Data for analysis:
· · · ·

use std::path::PathBuf;

use clap::{Parser, Subcommand};

/// Self-healing health supervisor.
#[derive(Parser, Debug)]
#[command(name = "warden", version, about, long_about = None)]
pub struct Args {
    /// Path to the TOML configuration file
    #[arg(short, long, global = true, env = "WARDEN_CONFIG")]
    pub config: Option<PathBuf>,

    #[command(subcommand)]
    pub command: Option<Commands>,
}

#[derive(Subcommand, Debug, Clone, Copy, PartialEq, Eq)]
pub enum Commands {
    /// Run the supervisor until interrupted (default)
    Run,
    /// Run every probe once and print the resulting status as JSON
    Once {
        /// Print compact JSON on a single line
        #[arg(long)]
        compact: bool,
    },
    /// Validate the configuration and print the effective settings
    CheckConfig,
    /// Run every probe once and print the digest that would be sent
    Digest,
}
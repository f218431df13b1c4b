use std::{sync::OnceLock, time::Duration};

use tracing::debug;

pub fn install_rustls_provider() {
    static PROVIDER_INSTALLED: OnceLock<()> = OnceLock::new();
    PROVIDER_INSTALLED.get_or_init(|| {
        if let Err(e) = rustls::crypto::aws_lc_rs::default_provider().install_default() {
            // Another crate may have installed one already.
            debug!(existing_provider = ?e, "rustls CryptoProvider already installed");
        }
    });
}

/// Build a `reqwest::Client` for probes and webhook delivery.
///
/// A zero `request_timeout` leaves the client without its own timeout; the
/// caller's deadline applies instead.
pub fn build_client(request_timeout: Duration) -> reqwest::Client {
    install_rustls_provider();

    let mut builder = reqwest::Client::builder()
        .user_agent(concat!("warden/", env!("CARGO_PKG_VERSION")))
        .pool_max_idle_per_host(2);

    if request_timeout > Duration::ZERO {
        builder = builder.timeout(request_timeout);
    }

    builder.build().unwrap_or_else(|e| {
        debug!(error = %e, "Falling back to default reqwest client");
        reqwest::Client::new()
    })
}
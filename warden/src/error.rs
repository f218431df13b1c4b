//! Application-wide error types.

use thiserror::Error;

/// Application-wide result type.
pub type Result<T> = std::result::Result<T, Error>;

/// Application-wide error type.
#[derive(Error, Debug)]
pub enum Error {
    #[error("Probe timed out")]
    ProbeTimeout,

    #[error("Probe failed: {0}")]
    ProbeFailure(String),

    #[error("Restart of {component} failed: {detail}")]
    RestartDispatch { component: String, detail: String },

    #[error("Notification via {channel} failed: {detail}")]
    NotifyDispatch { channel: String, detail: String },

    #[error("Configuration error: {0}")]
    Configuration(String),

    #[error("Clock error: {0}")]
    Clock(String),

    #[error("IO error: {0}")]
    Io(#[from] std::io::Error),

    #[error("Serialization error: {0}")]
    Serialization(#[from] serde_json::Error),

    #[error("Config parse error: {0}")]
    TomlParse(#[from] toml::de::Error),

    #[error("HTTP error: {0}")]
    Http(#[from] reqwest::Error),

    #[error("{0}")]
    Other(String),
}

impl Error {
    pub fn config(msg: impl Into<String>) -> Self {
        Self::Configuration(msg.into())
    }

    pub fn probe(detail: impl Into<String>) -> Self {
        Self::ProbeFailure(detail.into())
    }

    pub fn restart(component: impl Into<String>, detail: impl Into<String>) -> Self {
        Self::RestartDispatch {
            component: component.into(),
            detail: detail.into(),
        }
    }

    pub fn notify(channel: impl Into<String>, detail: impl Into<String>) -> Self {
        Self::NotifyDispatch {
            channel: channel.into(),
            detail: detail.into(),
        }
    }

    /// Whether the supervisor cannot continue after this error.
    ///
    /// Only losing the ability to tell time is fatal; everything else is
    /// logged and retried on a later tick.
    pub fn is_fatal(&self) -> bool {
        matches!(self, Self::Clock(_))
    }

    /// Short detail string recorded on a failed probe.
    pub fn probe_detail(&self) -> String {
        match self {
            Self::ProbeTimeout => "timeout".to_string(),
            Self::ProbeFailure(detail) => detail.clone(),
            other => other.to_string(),
        }
    }
}
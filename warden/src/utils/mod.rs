pub mod http_client;
pub mod process;
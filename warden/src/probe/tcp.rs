//! TCP connect probe.

use std::time::Duration;

use async_trait::async_trait;
use serde::{Deserialize, Serialize};
use tokio::net::TcpStream;
use tracing::trace;

use super::Probe;
use crate::{Error, Result};

/// TCP probe configuration.
#[derive(Debug, Clone, Serialize, Deserialize)]
pub struct TcpProbeConfig {
    /// Component name.
    pub name: String,
    /// `host:port` to connect to.
    pub address: String,
    /// Per-probe timeout in seconds.
    #[serde(default)]
    pub timeout_secs: Option<u64>,
    /// Advisory probes alert but never restart.
    #[serde(default)]
    pub advisory: bool,
}

/// Succeeds when a TCP connection to the target can be established.
#[derive(Debug)]
pub struct TcpProbe {
    config: TcpProbeConfig,
}

impl TcpProbe {
    pub fn new(config: TcpProbeConfig) -> Self {
        Self { config }
    }
}

#[async_trait]
impl Probe for TcpProbe {
    fn name(&self) -> &str {
        &self.config.name
    }

    fn restart_eligible(&self) -> bool {
        !self.config.advisory
    }

    fn timeout(&self) -> Option<Duration> {
        self.config.timeout_secs.map(Duration::from_secs)
    }

    async fn check(&self) -> Result<()> {
        let stream = TcpStream::connect(&self.config.address)
            .await
            .map_err(|e| Error::probe(format!("connect to {} failed: {}", self.config.address, e)))?;
        trace!(
            component = %self.config.name,
            peer = ?stream.peer_addr().ok(),
            "TCP probe connected"
        );
        // Dropping the stream closes the connection again.
        Ok(())
    }
}
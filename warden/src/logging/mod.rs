//! Logging setup with a reloadable filter and daily log files.
//!
//! This module provides:
//! - Runtime log level changes via `tracing_subscriber::reload`
//! - Daily rolling log files with retention cleanup (older than 7 days)
//! - Local timezone timestamps for logs

pub mod panic_hook;

use std::path::{Path, PathBuf};
use std::sync::Arc;
use std::time::Duration;

use chrono::{Local, Utc};
use tokio_util::sync::CancellationToken;
use tracing::{debug, info, warn};
use tracing_appender::non_blocking::WorkerGuard;
use tracing_subscriber::{
    EnvFilter, Layer,
    fmt::{self, format::Writer, time::FormatTime},
    layer::SubscriberExt,
    reload::{self, Handle},
    util::SubscriberInitExt,
};

use crate::config::LogSettings;
use crate::{Error, Result};

/// Default log filter directive.
pub const DEFAULT_LOG_FILTER: &str = "warden=info,reqwest=warn,hyper=warn";

/// Prefix of the daily log files (`warden.log.YYYY-MM-DD`).
pub const LOG_FILE_PREFIX: &str = "warden.log";

/// Log retention period in days.
const LOG_RETENTION_DAYS: i64 = 7;

/// Timestamps in the server's local timezone.
#[derive(Debug, Clone, Copy)]
struct LocalTimer;

impl FormatTime for LocalTimer {
    fn format_time(&self, w: &mut Writer<'_>) -> std::fmt::Result {
        write!(w, "{}", Local::now().format("%Y-%m-%dT%H:%M:%S%.3f%:z"))
    }
}

/// Type alias for the reload handle.
pub type FilterHandle = Handle<EnvFilter, tracing_subscriber::Registry>;

/// Handle to the installed subscriber.
pub struct LoggingHandle {
    handle: FilterHandle,
    log_dir: Option<PathBuf>,
}

impl LoggingHandle {
    /// Get the current filter directive string.
    pub fn get_filter(&self) -> String {
        self.handle
            .with_current(|filter| filter.to_string())
            .unwrap_or_default()
    }

    /// Replace the filter directive, e.g. `"warden=debug"`.
    pub fn set_filter(&self, directive: &str) -> Result<()> {
        let new_filter = EnvFilter::try_new(directive)
            .map_err(|e| Error::config(format!("Invalid filter directive: {}", e)))?;

        self.handle
            .reload(new_filter)
            .map_err(|e| Error::Other(format!("Failed to reload filter: {}", e)))?;

        info!(directive = %directive, "Log filter updated");
        Ok(())
    }

    /// Directory holding the log files, if file logging is on.
    pub fn log_dir(&self) -> Option<&Path> {
        self.log_dir.as_deref()
    }

    /// Delete old log files once a day until `cancel_token` fires.
    pub fn start_retention_cleanup(self: &Arc<Self>, cancel_token: CancellationToken) {
        let Some(log_dir) = self.log_dir.clone() else {
            return;
        };

        tokio::spawn(async move {
            let cleanup_interval = Duration::from_secs(24 * 60 * 60);

            loop {
                if let Err(e) = cleanup_old_logs(&log_dir, LOG_RETENTION_DAYS).await {
                    warn!(error = %e, "Failed to clean up old logs");
                }
                tokio::select! {
                    _ = cancel_token.cancelled() => {
                        debug!("Log retention cleanup task shutting down");
                        break;
                    }
                    _ = tokio::time::sleep(cleanup_interval) => {}
                }
            }
        });
    }
}

/// Delete `warden.log.YYYY-MM-DD` files older than `retention_days`.
///
/// Returns the number of files removed.
pub async fn cleanup_old_logs(log_dir: &Path, retention_days: i64) -> std::io::Result<usize> {
    let cutoff = (Utc::now() - chrono::Duration::days(retention_days)).date_naive();
    let prefix = format!("{}.", LOG_FILE_PREFIX);

    let mut entries = tokio::fs::read_dir(log_dir).await?;
    let mut deleted_count = 0;

    while let Some(entry) = entries.next_entry().await? {
        let path = entry.path();
        if !entry.file_type().await?.is_file() {
            continue;
        }

        let Some(date_str) = path
            .file_name()
            .and_then(|n| n.to_str())
            .and_then(|n| n.strip_prefix(&prefix))
        else {
            continue;
        };

        let Ok(file_date) = chrono::NaiveDate::parse_from_str(date_str, "%Y-%m-%d") else {
            continue;
        };

        if file_date < cutoff {
            match tokio::fs::remove_file(&path).await {
                Ok(()) => {
                    deleted_count += 1;
                    debug!(path = %path.display(), "Deleted old log file");
                }
                Err(e) => warn!(path = %path.display(), error = %e, "Failed to delete old log file"),
            }
        }
    }

    if deleted_count > 0 {
        info!(count = deleted_count, "Cleaned up old log files");
    }

    Ok(deleted_count)
}

fn initial_filter(directive: Option<&str>) -> EnvFilter {
    match directive {
        Some(directive) => EnvFilter::try_new(directive).unwrap_or_else(|e| {
            eprintln!("Invalid log filter '{}': {}; using default", directive, e);
            EnvFilter::new(DEFAULT_LOG_FILTER)
        }),
        None => EnvFilter::try_from_default_env()
            .unwrap_or_else(|_| EnvFilter::new(DEFAULT_LOG_FILTER)),
    }
}

/// Initialize console plus daily file logging.
///
/// Keep the returned guard alive for the lifetime of the process, or
/// buffered file output is lost.
pub fn init_logging(settings: &LogSettings) -> Result<(Arc<LoggingHandle>, WorkerGuard)> {
    let log_path = PathBuf::from(&settings.dir);
    std::fs::create_dir_all(&log_path)?;

    let file_appender = tracing_appender::rolling::daily(&log_path, LOG_FILE_PREFIX);
    let (non_blocking, guard) = tracing_appender::non_blocking(file_appender);

    let (filter_layer, filter_handle) =
        reload::Layer::new(initial_filter(settings.filter.as_deref()));

    let file_layer = if settings.json {
        fmt::layer()
            .json()
            .with_writer(non_blocking)
            .with_timer(LocalTimer)
            .boxed()
    } else {
        fmt::layer()
            .with_writer(non_blocking)
            .with_ansi(false)
            .with_timer(LocalTimer)
            .boxed()
    };

    tracing_subscriber::registry()
        .with(filter_layer)
        .with(
            fmt::layer()
                .with_writer(std::io::stderr)
                .with_ansi(true)
                .with_timer(LocalTimer),
        )
        .with(file_layer)
        .try_init()
        .map_err(|e| Error::Other(format!("Failed to set global default subscriber: {}", e)))?;

    let handle = Arc::new(LoggingHandle {
        handle: filter_handle,
        log_dir: Some(log_path),
    });
    Ok((handle, guard))
}

/// Initialize console-only logging, for one-shot commands.
pub fn init_console_logging(filter: Option<&str>) -> Result<Arc<LoggingHandle>> {
    let (filter_layer, filter_handle) = reload::Layer::new(initial_filter(filter));

    tracing_subscriber::registry()
        .with(filter_layer)
        .with(
            fmt::layer()
                .with_writer(std::io::stderr)
                .with_timer(LocalTimer),
        )
        .try_init()
        .map_err(|e| Error::Other(format!("Failed to set global default subscriber: {}", e)))?;

    Ok(Arc::new(LoggingHandle {
        handle: filter_handle,
        log_dir: None,
    }))
}
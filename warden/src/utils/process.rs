//! Child process helpers shared by command probes, the restarter and the
//! sendmail channel.

use std::process::{ExitStatus, Stdio};

use tokio::io::AsyncWriteExt;
use tokio::process::Command;

use crate::{Error, Result};

/// Maximum number of characters kept from a child's output in diagnostics.
pub const OUTPUT_TAIL_CHARS: usize = 512;

#[cfg(windows)]
const CREATE_NO_WINDOW: u32 = 0x0800_0000;

/// Captured output of a finished child process.
#[derive(Debug)]
pub struct CommandOutput {
    pub status: ExitStatus,
    pub stdout: String,
    pub stderr: String,
}

impl CommandOutput {
    pub fn success(&self) -> bool {
        self.status.success()
    }

    /// Short diagnostic for a failed run: exit status plus the stderr tail,
    /// falling back to stdout when stderr is empty.
    pub fn failure_detail(&self) -> String {
        let output = if self.stderr.trim().is_empty() {
            &self.stdout
        } else {
            &self.stderr
        };
        let tail = tail(output.trim(), OUTPUT_TAIL_CHARS);
        if tail.is_empty() {
            format!("exited with {}", self.status)
        } else {
            format!("exited with {}: {}", self.status, tail)
        }
    }
}

/// Build a `tokio::process::Command` from an argv vector.
///
/// The child is killed when its handle is dropped, so aborting the owning
/// task never leaks a process.
pub fn tokio_command(argv: &[String]) -> Result<Command> {
    let (program, args) = argv
        .split_first()
        .ok_or_else(|| Error::config("command must not be empty"))?;
    let mut cmd = Command::new(program);
    cmd.args(args).kill_on_drop(true);

    #[cfg(windows)]
    {
        cmd.creation_flags(CREATE_NO_WINDOW);
    }

    Ok(cmd)
}

/// Run an argv vector to completion, optionally feeding `stdin`.
pub async fn run_command(argv: &[String], stdin: Option<&[u8]>) -> Result<CommandOutput> {
    run(tokio_command(argv)?, stdin).await
}

/// Run a prepared command to completion, capturing its output.
pub async fn run(mut cmd: Command, stdin: Option<&[u8]>) -> Result<CommandOutput> {
    cmd.stdout(Stdio::piped()).stderr(Stdio::piped());
    cmd.stdin(if stdin.is_some() {
        Stdio::piped()
    } else {
        Stdio::null()
    });

    let mut child = cmd.spawn()?;

    if let Some(input) = stdin
        && let Some(mut pipe) = child.stdin.take()
    {
        pipe.write_all(input).await?;
        pipe.shutdown().await?;
    }

    let output = child.wait_with_output().await?;
    Ok(CommandOutput {
        status: output.status,
        stdout: String::from_utf8_lossy(&output.stdout).into_owned(),
        stderr: String::from_utf8_lossy(&output.stderr).into_owned(),
    })
}

/// Substitute `{key}` placeholders in every argument of `template`.
pub fn render_argv(template: &[String], vars: &[(&str, &str)]) -> Vec<String> {
    template
        .iter()
        .map(|arg| {
            vars.iter().fold(arg.clone(), |acc, (key, value)| {
                acc.replace(&format!("{{{}}}", key), value)
            })
        })
        .collect()
}

/// Last `max_chars` characters of `s`.
pub fn tail(s: &str, max_chars: usize) -> String {
    let count = s.chars().count();
    if count <= max_chars {
        return s.to_string();
    }
    s.chars().skip(count - max_chars).collect()
}
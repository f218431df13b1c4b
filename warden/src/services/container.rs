//! Service container wiring every supervisor task together.
//!
//! Task topology:
//! - probe scheduler → policy engine (probe results)
//! - policy engine → restart worker (restart requests) → policy engine (outcomes)
//! - policy engine, digest scheduler → notifier → dispatch worker → channels
//!
//! Shutdown cancels the shared token, lets the restart worker finish any
//! call it is in the middle of, then drains the engine and the notification
//! queue, all bounded by the shutdown timeout.

use std::sync::Arc;
use std::time::Duration;

use parking_lot::Mutex;
use tokio::sync::mpsc;
use tokio::task::JoinHandle;
use tokio_util::sync::CancellationToken;
use tracing::{error, info, warn};

use crate::clock::{Clock, SystemClock};
use crate::config::WardenConfig;
use crate::digest::DigestReport;
use crate::domain::StatusSnapshot;
use crate::notification::{
    DispatchWorker, MessageKind, NotificationChannel, Notifier, NotifierStats, Severity,
};
use crate::policy::{EngineHandle, FailurePolicy, PolicyEngine};
use crate::probe::{Probe, ProbeRegistry};
use crate::restart::{CommandRestarter, RestartWorker, Restarter};
use crate::scheduler::{DigestScheduler, ProbeScheduler, TickSummary};
use crate::state::ComponentStore;
use crate::{Error, Result};

const RESTART_QUEUE_CAPACITY: usize = 32;

/// Builder for [`Warden`].
///
/// Anything not supplied explicitly is derived from the configuration:
/// probes from `[[probes]]`, channels from `[notification]`, the restarter
/// from `[restart]`.
pub struct WardenBuilder {
    config: WardenConfig,
    probes: Vec<Arc<dyn Probe>>,
    channels: Option<Vec<Arc<dyn NotificationChannel>>>,
    restarter: Option<Arc<dyn Restarter>>,
    clock: Option<Arc<dyn Clock>>,
}

impl WardenBuilder {
    /// Register an additional probe.
    pub fn probe(mut self, probe: Arc<dyn Probe>) -> Self {
        self.probes.push(probe);
        self
    }

    /// Replace the configured notification channels.
    pub fn channels(mut self, channels: Vec<Arc<dyn NotificationChannel>>) -> Self {
        self.channels = Some(channels);
        self
    }

    pub fn restarter(mut self, restarter: Arc<dyn Restarter>) -> Self {
        self.restarter = Some(restarter);
        self
    }

    pub fn clock(mut self, clock: Arc<dyn Clock>) -> Self {
        self.clock = Some(clock);
        self
    }

    pub fn build(self) -> Result<Warden> {
        let config = self.config;
        config.validate()?;

        let store = ComponentStore::new();
        let mut registry = ProbeRegistry::new(store.clone());
        registry.register_all(&config.probes)?;
        for probe in self.probes {
            registry.register(probe)?;
        }

        let channels = match self.channels {
            Some(channels) => channels,
            None => config
                .notification
                .channels
                .iter()
                .map(|c| c.build())
                .collect::<Result<Vec<_>>>()?,
        };
        let restarter: Arc<dyn Restarter> = match self.restarter {
            Some(restarter) => restarter,
            None => Arc::new(CommandRestarter::new(config.restart.clone())?),
        };
        let clock: Arc<dyn Clock> = self.clock.unwrap_or_else(|| Arc::new(SystemClock));

        let (notifier, dispatch) = Notifier::new(config.notifier_config()?, channels);
        let (restart_tx, restart_rx) = mpsc::channel(RESTART_QUEUE_CAPACITY);
        let (engine, engine_handle) = PolicyEngine::new(
            store.clone(),
            FailurePolicy::new(config.policy_config()?),
            notifier.clone(),
            restart_tx,
            clock.clone(),
        );
        let restart_worker = RestartWorker::new(restarter, restart_rx, engine_handle.clone());
        let scheduler = Arc::new(ProbeScheduler::new(
            config.scheduler_config(),
            registry.probes().to_vec(),
            engine_handle.clone(),
            store.clone(),
            clock.clone(),
        ));
        let digest = DigestScheduler::new(
            config.digest_config()?,
            store.clone(),
            notifier.clone(),
            clock.clone(),
        );

        info!(
            components = ?registry.names(),
            threshold = config.supervisor.failure_threshold,
            "Warden initialized"
        );

        Ok(Warden {
            shutdown_timeout: config.shutdown_timeout(),
            config,
            store,
            notifier,
            engine: engine_handle,
            scheduler,
            clock,
            cancel: CancellationToken::new(),
            fatal: Arc::new(Mutex::new(None)),
            idle: Some(IdleParts {
                engine,
                restart_worker,
                dispatch,
                digest,
            }),
            workers: None,
            loops: None,
            digest_pending: None,
        })
    }
}

struct IdleParts {
    engine: PolicyEngine,
    restart_worker: RestartWorker,
    dispatch: DispatchWorker,
    digest: DigestScheduler,
}

struct WorkerTasks {
    engine: JoinHandle<()>,
    restart_worker: JoinHandle<()>,
    dispatch: JoinHandle<()>,
}

struct LoopTasks {
    scheduler: JoinHandle<()>,
    digest: JoinHandle<()>,
}

/// The supervisor: owns the component store and every background task.
pub struct Warden {
    config: WardenConfig,
    store: ComponentStore,
    notifier: Notifier,
    engine: EngineHandle,
    scheduler: Arc<ProbeScheduler>,
    clock: Arc<dyn Clock>,
    cancel: CancellationToken,
    shutdown_timeout: Duration,
    fatal: Arc<Mutex<Option<String>>>,
    idle: Option<IdleParts>,
    workers: Option<WorkerTasks>,
    loops: Option<LoopTasks>,
    digest_pending: Option<DigestScheduler>,
}

impl Warden {
    pub fn builder(config: WardenConfig) -> WardenBuilder {
        WardenBuilder {
            config,
            probes: Vec::new(),
            channels: None,
            restarter: None,
            clock: None,
        }
    }

    /// Build a warden entirely from configuration.
    pub fn from_config(config: WardenConfig) -> Result<Self> {
        Self::builder(config).build()
    }

    /// Spawn the engine, restart worker and notification dispatcher, without
    /// starting the tick loop or the digest timer.
    pub fn start_workers(&mut self) {
        if self.workers.is_some() {
            return;
        }
        let Some(idle) = self.idle.take() else {
            return;
        };

        let cancel = self.cancel.clone();
        self.workers = Some(WorkerTasks {
            engine: tokio::spawn(idle.engine.run()),
            restart_worker: tokio::spawn(idle.restart_worker.run(cancel)),
            dispatch: tokio::spawn(idle.dispatch.run()),
        });
        self.digest_pending = Some(idle.digest);
    }

    /// Start every task and announce the supervisor to the operator.
    pub fn start(&mut self) {
        self.start_workers();
        if self.loops.is_some() {
            return;
        }
        let Some(digest) = self.digest_pending.take() else {
            return;
        };

        let scheduler = self.scheduler.clone();
        let scheduler_task = self.spawn_fatal_on_error("probe scheduler", move |cancel| async move {
            scheduler.run(cancel).await
        });
        let digest_task = self.spawn_fatal_on_error("digest scheduler", move |cancel| {
            digest.run(cancel)
        });

        self.loops = Some(LoopTasks {
            scheduler: scheduler_task,
            digest: digest_task,
        });

        let components = self.store.states();
        let body = format!(
            "Supervising {} components: {}\nTick interval: {}s, failure threshold: {}, restart cooldown: {}s.",
            components.len(),
            components
                .iter()
                .map(|c| c.name.as_str())
                .collect::<Vec<_>>()
                .join(", "),
            self.config.supervisor.tick_interval_secs,
            self.config.supervisor.failure_threshold,
            self.config.supervisor.restart_cooldown_secs,
        );
        self.notifier
            .send_unthrottled(MessageKind::System, Severity::Info, "supervisor started", &body);
        info!(components = components.len(), "Warden started");
    }

    fn spawn_fatal_on_error<F, Fut>(&self, task: &'static str, f: F) -> JoinHandle<()>
    where
        F: FnOnce(CancellationToken) -> Fut,
        Fut: Future<Output = Result<()>> + Send + 'static,
    {
        let cancel = self.cancel.clone();
        let fatal = self.fatal.clone();
        let fut = f(cancel.clone());
        tokio::spawn(async move {
            if let Err(e) = fut.await {
                error!(task, error = %e, "Fatal supervisor error");
                *fatal.lock() = Some(format!("{}: {}", task, e));
                cancel.cancel();
            }
        })
    }

    /// Run one tick and wait for its results to be applied.
    pub async fn run_once(&mut self) -> TickSummary {
        self.start_workers();
        self.scheduler.run_once(&self.cancel).await
    }

    /// Current snapshot of every component.
    pub fn status(&self) -> StatusSnapshot {
        self.store.snapshot(self.clock.now())
    }

    /// Digest built from the current snapshot, without sending it.
    pub fn digest_report(&self) -> DigestReport {
        DigestReport::from_snapshot(self.status())
    }

    pub fn store(&self) -> &ComponentStore {
        &self.store
    }

    pub fn notifier(&self) -> &Notifier {
        &self.notifier
    }

    pub fn notifier_stats(&self) -> NotifierStats {
        self.notifier.stats()
    }

    pub fn config(&self) -> &WardenConfig {
        &self.config
    }

    /// Token cancelled on shutdown or after a fatal error.
    pub fn cancellation_token(&self) -> CancellationToken {
        self.cancel.clone()
    }

    /// Wait until the engine has applied everything submitted so far.
    pub async fn flush(&self) {
        self.engine.flush().await;
        self.notifier.flush().await;
    }

    /// Stop every task and wait for them, bounded by the shutdown timeout.
    ///
    /// Returns an error if the supervisor stopped because of a fatal error.
    pub async fn shutdown(self) -> Result<()> {
        let Warden {
            notifier,
            engine,
            scheduler,
            cancel,
            shutdown_timeout,
            fatal,
            idle,
            workers,
            loops,
            digest_pending,
            ..
        } = self;

        info!(timeout_secs = shutdown_timeout.as_secs(), "Shutting down warden");
        cancel.cancel();
        let announce = loops.is_some();
        drop(idle);
        drop(digest_pending);

        let drained = tokio::time::timeout(shutdown_timeout, async move {
            if let Some(loops) = loops {
                join("probe scheduler", loops.scheduler).await;
                join("digest scheduler", loops.digest).await;
            }
            drop(scheduler);

            if let Some(workers) = workers {
                join("restart worker", workers.restart_worker).await;
                drop(engine);
                join("policy engine", workers.engine).await;

                if announce {
                    notifier.send_unthrottled(
                        MessageKind::System,
                        Severity::Info,
                        "supervisor stopped",
                        "The supervisor is shutting down. No further checks will run until it is restarted.",
                    );
                }
                drop(notifier);
                join("notification dispatch", workers.dispatch).await;
            }
        })
        .await;

        if drained.is_err() {
            warn!("Shutdown timeout reached, forcing shutdown");
        }

        info!("Warden shut down");
        match fatal.lock().take() {
            Some(reason) => Err(Error::Other(format!("supervisor stopped: {}", reason))),
            None => Ok(()),
        }
    }
}

async fn join(task: &str, handle: JoinHandle<()>) {
    if let Err(e) = handle.await {
        warn!(task, error = %e, "Task ended abnormally");
    }
}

· · · ·

Your objective: Report how many lines in the data include the word "loops", and give nothing but the count.

Output of the task: 9